[Stored data]

___

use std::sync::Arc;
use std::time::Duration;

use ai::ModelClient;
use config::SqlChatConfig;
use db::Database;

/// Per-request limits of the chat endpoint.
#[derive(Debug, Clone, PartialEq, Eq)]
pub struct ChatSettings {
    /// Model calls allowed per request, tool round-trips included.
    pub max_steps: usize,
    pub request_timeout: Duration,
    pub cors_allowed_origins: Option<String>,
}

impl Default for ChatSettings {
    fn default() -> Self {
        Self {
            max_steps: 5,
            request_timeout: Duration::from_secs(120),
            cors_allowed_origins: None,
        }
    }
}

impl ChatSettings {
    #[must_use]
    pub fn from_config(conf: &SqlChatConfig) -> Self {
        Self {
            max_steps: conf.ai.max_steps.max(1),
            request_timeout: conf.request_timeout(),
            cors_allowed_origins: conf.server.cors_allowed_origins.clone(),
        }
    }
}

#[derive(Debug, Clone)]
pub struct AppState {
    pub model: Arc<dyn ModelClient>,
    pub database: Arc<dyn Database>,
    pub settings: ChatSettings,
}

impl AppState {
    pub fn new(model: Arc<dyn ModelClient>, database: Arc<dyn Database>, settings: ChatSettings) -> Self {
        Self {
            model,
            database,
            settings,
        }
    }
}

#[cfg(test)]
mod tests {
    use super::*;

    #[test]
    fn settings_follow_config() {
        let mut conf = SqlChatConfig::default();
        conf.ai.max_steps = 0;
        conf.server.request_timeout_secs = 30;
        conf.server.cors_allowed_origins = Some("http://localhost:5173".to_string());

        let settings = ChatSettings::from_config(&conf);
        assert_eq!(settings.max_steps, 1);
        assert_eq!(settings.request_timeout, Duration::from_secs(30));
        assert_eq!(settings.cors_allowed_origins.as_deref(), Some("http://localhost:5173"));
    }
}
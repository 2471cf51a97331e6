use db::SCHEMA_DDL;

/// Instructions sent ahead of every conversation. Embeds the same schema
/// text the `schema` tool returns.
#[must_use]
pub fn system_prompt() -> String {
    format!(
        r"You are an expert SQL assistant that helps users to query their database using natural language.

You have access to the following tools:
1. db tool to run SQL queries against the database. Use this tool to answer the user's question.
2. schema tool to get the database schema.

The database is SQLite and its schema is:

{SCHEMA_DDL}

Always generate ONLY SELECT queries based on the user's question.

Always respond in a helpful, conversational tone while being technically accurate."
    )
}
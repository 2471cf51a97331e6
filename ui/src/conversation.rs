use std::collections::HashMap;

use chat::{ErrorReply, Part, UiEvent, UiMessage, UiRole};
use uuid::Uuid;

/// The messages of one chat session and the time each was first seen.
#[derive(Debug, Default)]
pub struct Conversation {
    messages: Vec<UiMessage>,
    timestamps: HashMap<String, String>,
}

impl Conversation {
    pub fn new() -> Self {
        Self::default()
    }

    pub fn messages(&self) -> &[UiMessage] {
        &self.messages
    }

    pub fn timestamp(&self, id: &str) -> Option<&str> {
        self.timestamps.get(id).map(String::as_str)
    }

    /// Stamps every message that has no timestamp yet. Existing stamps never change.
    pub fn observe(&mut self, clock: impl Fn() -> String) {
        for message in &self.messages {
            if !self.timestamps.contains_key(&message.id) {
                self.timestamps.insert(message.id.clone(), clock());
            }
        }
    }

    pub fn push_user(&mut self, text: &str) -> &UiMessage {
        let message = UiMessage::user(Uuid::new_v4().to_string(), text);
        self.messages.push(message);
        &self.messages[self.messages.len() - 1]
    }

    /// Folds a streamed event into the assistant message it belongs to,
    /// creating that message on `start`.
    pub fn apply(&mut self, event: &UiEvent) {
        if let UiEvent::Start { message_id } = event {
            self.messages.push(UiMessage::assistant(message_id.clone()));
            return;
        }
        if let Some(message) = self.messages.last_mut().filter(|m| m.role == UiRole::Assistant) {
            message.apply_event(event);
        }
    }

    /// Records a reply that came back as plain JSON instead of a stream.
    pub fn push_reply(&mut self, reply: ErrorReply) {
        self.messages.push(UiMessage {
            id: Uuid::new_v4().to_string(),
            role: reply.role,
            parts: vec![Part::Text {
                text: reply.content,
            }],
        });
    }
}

___

Task requirements
Answer with a single number, the count of lines above that contain "UiRole".

Answer box
2